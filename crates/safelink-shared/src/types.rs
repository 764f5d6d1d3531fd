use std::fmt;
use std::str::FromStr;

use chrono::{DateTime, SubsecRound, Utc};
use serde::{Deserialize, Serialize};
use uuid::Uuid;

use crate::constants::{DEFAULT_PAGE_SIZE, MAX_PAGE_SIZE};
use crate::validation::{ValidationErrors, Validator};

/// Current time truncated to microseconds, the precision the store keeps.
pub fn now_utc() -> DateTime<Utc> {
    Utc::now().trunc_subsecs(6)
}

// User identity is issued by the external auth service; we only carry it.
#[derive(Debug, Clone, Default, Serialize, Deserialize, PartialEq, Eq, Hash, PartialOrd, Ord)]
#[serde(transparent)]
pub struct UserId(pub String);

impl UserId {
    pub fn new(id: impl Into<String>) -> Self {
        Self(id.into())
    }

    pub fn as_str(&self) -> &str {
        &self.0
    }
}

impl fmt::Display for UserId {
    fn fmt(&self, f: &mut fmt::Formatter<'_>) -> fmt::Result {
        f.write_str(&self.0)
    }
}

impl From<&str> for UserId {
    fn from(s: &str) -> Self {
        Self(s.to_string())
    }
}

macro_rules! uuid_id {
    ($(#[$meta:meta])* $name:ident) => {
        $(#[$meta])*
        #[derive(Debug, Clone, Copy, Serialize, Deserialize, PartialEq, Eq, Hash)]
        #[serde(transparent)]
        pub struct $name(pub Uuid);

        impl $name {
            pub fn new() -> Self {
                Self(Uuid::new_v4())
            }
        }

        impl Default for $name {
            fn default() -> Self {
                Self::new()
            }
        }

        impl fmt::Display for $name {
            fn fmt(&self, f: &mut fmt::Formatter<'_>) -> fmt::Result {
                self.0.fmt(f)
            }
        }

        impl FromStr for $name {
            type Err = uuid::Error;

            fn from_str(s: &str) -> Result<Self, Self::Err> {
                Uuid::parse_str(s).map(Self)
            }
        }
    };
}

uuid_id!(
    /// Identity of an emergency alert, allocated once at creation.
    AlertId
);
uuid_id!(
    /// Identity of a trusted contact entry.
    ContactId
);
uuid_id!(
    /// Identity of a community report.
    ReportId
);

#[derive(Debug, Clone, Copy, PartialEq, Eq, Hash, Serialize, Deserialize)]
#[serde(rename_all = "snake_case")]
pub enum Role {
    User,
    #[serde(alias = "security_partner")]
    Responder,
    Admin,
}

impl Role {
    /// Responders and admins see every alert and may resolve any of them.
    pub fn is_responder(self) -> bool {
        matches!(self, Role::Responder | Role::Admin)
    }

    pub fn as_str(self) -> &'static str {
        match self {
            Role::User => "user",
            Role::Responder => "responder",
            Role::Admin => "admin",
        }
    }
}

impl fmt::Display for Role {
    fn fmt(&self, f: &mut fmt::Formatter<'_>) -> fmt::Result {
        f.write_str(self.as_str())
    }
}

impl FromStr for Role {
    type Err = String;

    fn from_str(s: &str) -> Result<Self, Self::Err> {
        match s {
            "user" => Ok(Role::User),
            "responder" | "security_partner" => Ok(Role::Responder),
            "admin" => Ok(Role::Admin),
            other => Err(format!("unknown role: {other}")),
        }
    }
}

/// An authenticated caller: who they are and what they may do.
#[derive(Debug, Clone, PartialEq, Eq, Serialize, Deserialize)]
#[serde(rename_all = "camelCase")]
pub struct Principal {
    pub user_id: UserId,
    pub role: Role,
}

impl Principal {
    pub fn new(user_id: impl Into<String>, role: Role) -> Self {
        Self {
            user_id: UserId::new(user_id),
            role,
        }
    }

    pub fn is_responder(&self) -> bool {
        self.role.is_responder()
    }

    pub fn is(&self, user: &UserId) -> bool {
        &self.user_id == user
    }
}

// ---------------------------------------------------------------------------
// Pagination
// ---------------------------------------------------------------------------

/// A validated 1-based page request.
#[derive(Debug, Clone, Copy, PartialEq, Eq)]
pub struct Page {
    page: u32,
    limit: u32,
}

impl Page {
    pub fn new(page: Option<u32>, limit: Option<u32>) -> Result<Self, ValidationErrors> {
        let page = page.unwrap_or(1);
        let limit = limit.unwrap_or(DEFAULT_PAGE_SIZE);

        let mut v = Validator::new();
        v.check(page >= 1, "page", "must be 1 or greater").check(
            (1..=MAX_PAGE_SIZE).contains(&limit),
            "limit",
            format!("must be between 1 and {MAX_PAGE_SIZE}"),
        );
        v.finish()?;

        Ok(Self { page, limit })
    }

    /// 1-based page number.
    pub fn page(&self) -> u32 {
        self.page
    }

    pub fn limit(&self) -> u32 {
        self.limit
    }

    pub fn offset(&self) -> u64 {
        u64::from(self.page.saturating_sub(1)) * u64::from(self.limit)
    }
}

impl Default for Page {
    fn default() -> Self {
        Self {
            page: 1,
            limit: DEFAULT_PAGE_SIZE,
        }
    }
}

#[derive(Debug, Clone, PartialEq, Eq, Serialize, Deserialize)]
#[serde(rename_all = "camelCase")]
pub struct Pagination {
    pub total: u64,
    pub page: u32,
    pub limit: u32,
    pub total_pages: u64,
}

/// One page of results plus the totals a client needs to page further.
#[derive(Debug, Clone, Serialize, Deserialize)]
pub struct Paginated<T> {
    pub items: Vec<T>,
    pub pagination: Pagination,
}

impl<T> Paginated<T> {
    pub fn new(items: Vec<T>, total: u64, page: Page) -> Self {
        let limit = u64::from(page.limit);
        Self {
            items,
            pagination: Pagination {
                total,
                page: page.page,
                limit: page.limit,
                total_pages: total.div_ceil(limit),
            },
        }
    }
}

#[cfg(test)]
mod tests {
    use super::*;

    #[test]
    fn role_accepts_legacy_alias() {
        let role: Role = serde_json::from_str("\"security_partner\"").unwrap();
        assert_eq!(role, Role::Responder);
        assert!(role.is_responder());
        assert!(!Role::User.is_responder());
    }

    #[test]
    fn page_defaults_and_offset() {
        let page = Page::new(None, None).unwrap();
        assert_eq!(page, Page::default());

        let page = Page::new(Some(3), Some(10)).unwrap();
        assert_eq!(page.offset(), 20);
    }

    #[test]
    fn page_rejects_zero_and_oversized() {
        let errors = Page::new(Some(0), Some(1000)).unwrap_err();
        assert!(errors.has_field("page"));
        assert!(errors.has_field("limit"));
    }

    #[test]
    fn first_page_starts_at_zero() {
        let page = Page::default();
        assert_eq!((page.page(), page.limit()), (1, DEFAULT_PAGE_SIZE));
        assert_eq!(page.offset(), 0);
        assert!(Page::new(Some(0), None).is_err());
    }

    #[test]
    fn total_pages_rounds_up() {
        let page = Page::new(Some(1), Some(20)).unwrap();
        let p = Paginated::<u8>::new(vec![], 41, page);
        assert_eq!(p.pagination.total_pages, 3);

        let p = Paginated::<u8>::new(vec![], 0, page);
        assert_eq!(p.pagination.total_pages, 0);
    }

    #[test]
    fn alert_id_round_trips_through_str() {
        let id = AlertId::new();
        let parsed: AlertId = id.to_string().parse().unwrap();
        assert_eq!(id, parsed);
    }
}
···
What you are asked to do: Transcribe the data in full, keeping every detail.

The answer:
filename crates/safelink-shared/src/types.rs
repository 764f5d6d1d3531fd
use std::fmt;
use std::str::FromStr;

use chrono::{DateTime, SubsecRound, Utc};
use serde::{Deserialize, Serialize};
use uuid::Uuid;

use crate::constants::{DEFAULT_PAGE_SIZE, MAX_PAGE_SIZE};
use crate::validation::{ValidationErrors, Validator};

/// Current time truncated to microseconds, the precision the store keeps.
pub fn now_utc() -> DateTime<Utc> {
    Utc::now().trunc_subsecs(6)
}

// User identity is issued by the external auth service; we only carry it.
#[derive(Debug, Clone, Default, Serialize, Deserialize, PartialEq, Eq, Hash, PartialOrd, Ord)]
#[serde(transparent)]
pub struct UserId(pub String);

impl UserId {
    pub fn new(id: impl Into<String>) -> Self {
        Self(id.into())
    }

    pub fn as_str(&self) -> &str {
        &self.0
    }
}

impl fmt::Display for UserId {
    fn fmt(&self, f: &mut fmt::Formatter<'_>) -> fmt::Result {
        f.write_str(&self.0)
    }
}

impl From<&str> for UserId {
    fn from(s: &str) -> Self {
        Self(s.to_string())
    }
}

macro_rules! uuid_id {
    ($(#[$meta:meta])* $name:ident) => {
        $(#[$meta])*
        #[derive(Debug, Clone, Copy, Serialize, Deserialize, PartialEq, Eq, Hash)]
        #[serde(transparent)]
        pub struct $name(pub Uuid);

        impl $name {
            pub fn new() -> Self {
                Self(Uuid::new_v4())
            }
        }

        impl Default for $name {
            fn default() -> Self {
                Self::new()
            }
        }

        impl fmt::Display for $name {
            fn fmt(&self, f: &mut fmt::Formatter<'_>) -> fmt::Result {
                self.0.fmt(f)
            }
        }

        impl FromStr for $name {
            type Err = uuid::Error;

            fn from_str(s: &str) -> Result<Self, Self::Err> {
                Uuid::parse_str(s).map(Self)
            }
        }
    };
}

uuid_id!(
    /// Identity of an emergency alert, allocated once at creation.
    AlertId
);
uuid_id!(
    /// Identity of a trusted contact entry.
    ContactId
);
uuid_id!(
    /// Identity of a community report.
    ReportId
);

#[derive(Debug, Clone, Copy, PartialEq, Eq, Hash, Serialize, Deserialize)]
#[serde(rename_all = "snake_case")]
pub enum Role {
    User,
    #[serde(alias = "security_partner")]
    Responder,
    Admin,
}

impl Role {
    /// Responders and admins see every alert and may resolve any of them.
    pub fn is_responder(self) -> bool {
        matches!(self, Role::Responder | Role::Admin)
    }

    pub fn as_str(self) -> &'static str {
        match self {
            Role::User => "user",
            Role::Responder => "responder",
            Role::Admin => "admin",
        }
    }
}

impl fmt::Display for Role {
    fn fmt(&self, f: &mut fmt::Formatter<'_>) -> fmt::Result {
        f.write_str(self.as_str())
    }
}

impl FromStr for Role {
    type Err = String;

    fn from_str(s: &str) -> Result<Self, Self::Err> {
        match s {
            "user" => Ok(Role::User),
            "responder" | "security_partner" => Ok(Role::Responder),
            "admin" => Ok(Role::Admin),
            other => Err(format!("unknown role: {other}")),
        }
    }
}

/// An authenticated caller: who they are and what they may do.
#[derive(Debug, Clone, PartialEq, Eq, Serialize, Deserialize)]
#[serde(rename_all = "camelCase")]
pub struct Principal {
    pub user_id: UserId,
    pub role: Role,
}

impl Principal {
    pub fn new(user_id: impl Into<String>, role: Role) -> Self {
        Self {
            user_id: UserId::new(user_id),
            role,
        }
    }

    pub fn is_responder(&self) -> bool {
        self.role.is_responder()
    }

    pub fn is(&self, user: &UserId) -> bool {
        &self.user_id == user
    }
}

// ---------------------------------------------------------------------------
// Pagination
// ---------------------------------------------------------------------------

/// A validated 1-based page request.
#[derive(Debug, Clone, Copy, PartialEq, Eq)]
pub struct Page {
    page: u32,
    limit: u32,
}

impl Page {
    pub fn new(page: Option<u32>, limit: Option<u32>) -> Result<Self, ValidationErrors> {
        let page = page.unwrap_or(1);
        let limit = limit.unwrap_or(DEFAULT_PAGE_SIZE);

        let mut v = Validator::new();
        v.check(page >= 1, "page", "must be 1 or greater").check(
            (1..=MAX_PAGE_SIZE).contains(&limit),
            "limit",
            format!("must be between 1 and {MAX_PAGE_SIZE}"),
        );
        v.finish()?;

        Ok(Self { page, limit })
    }

    /// 1-based page number.
    pub fn page(&self) -> u32 {
        self.page
    }

    pub fn limit(&self) -> u32 {
        self.limit
    }

    pub fn offset(&self) -> u64 {
        u64::from(self.page.saturating_sub(1)) * u64::from(self.limit)
    }
}

impl Default for Page {
    fn default() -> Self {
        Self {
            page: 1,
            limit: DEFAULT_PAGE_SIZE,
        }
    }
}

#[derive(Debug, Clone, PartialEq, Eq, Serialize, Deserialize)]
#[serde(rename_all = "camelCase")]
pub struct Pagination {
    pub total: u64,
    pub page: u32,
    pub limit: u32,
    pub total_pages: u64,
}

/// One page of results plus the totals a client needs to page further.
#[derive(Debug, Clone, Serialize, Deserialize)]
pub struct Paginated<T> {
    pub items: Vec<T>,
    pub pagination: Pagination,
}

impl<T> Paginated<T> {
    pub fn new(items: Vec<T>, total: u64, page: Page) -> Self {
        let limit = u64::from(page.limit);
        Self {
            items,
            pagination: Pagination {
                total,
                page: page.page,
                limit: page.limit,
                total_pages: total.div_ceil(limit),
            },
        }
    }
}

#[cfg(test)]
mod tests {
    use super::*;

    #[test]
    fn role_accepts_legacy_alias() {
        let role: Role = serde_json::from_str("\"security_partner\"").unwrap();
        assert_eq!(role, Role::Responder);
        assert!(role.is_responder());
        assert!(!Role::User.is_responder());
    }

    #[test]
    fn page_defaults_and_offset() {
        let page = Page::new(None, None).unwrap();
        assert_eq!(page, Page::default());

        let page = Page::new(Some(3), Some(10)).unwrap();
        assert_eq!(page.offset(), 20);
    }

    #[test]
    fn page_rejects_zero_and_oversized() {
        let errors = Page::new(Some(0), Some(1000)).unwrap_err();
        assert!(errors.has_field("page"));
        assert!(errors.has_field("limit"));
    }

    #[test]
    fn first_page_starts_at_zero() {
        let page = Page::default();
        assert_eq!((page.page(), page.limit()), (1, DEFAULT_PAGE_SIZE));
        assert_eq!(page.offset(), 0);
        assert!(Page::new(Some(0), None).is_err());
    }

    #[test]
    fn total_pages_rounds_up() {
        let page = Page::new(Some(1), Some(20)).unwrap();
        let p = Paginated::<u8>::new(vec![], 41, page);
        assert_eq!(p.pagination.total_pages, 3);

        let p = Paginated::<u8>::new(vec![], 0, page);
        assert_eq!(p.pagination.total_pages, 0);
    }

    #[test]
    fn alert_id_round_trips_through_str() {
        let id = AlertId::new();
        let parsed: AlertId = id.to_string().parse().unwrap();
        assert_eq!(id, parsed);
    }
}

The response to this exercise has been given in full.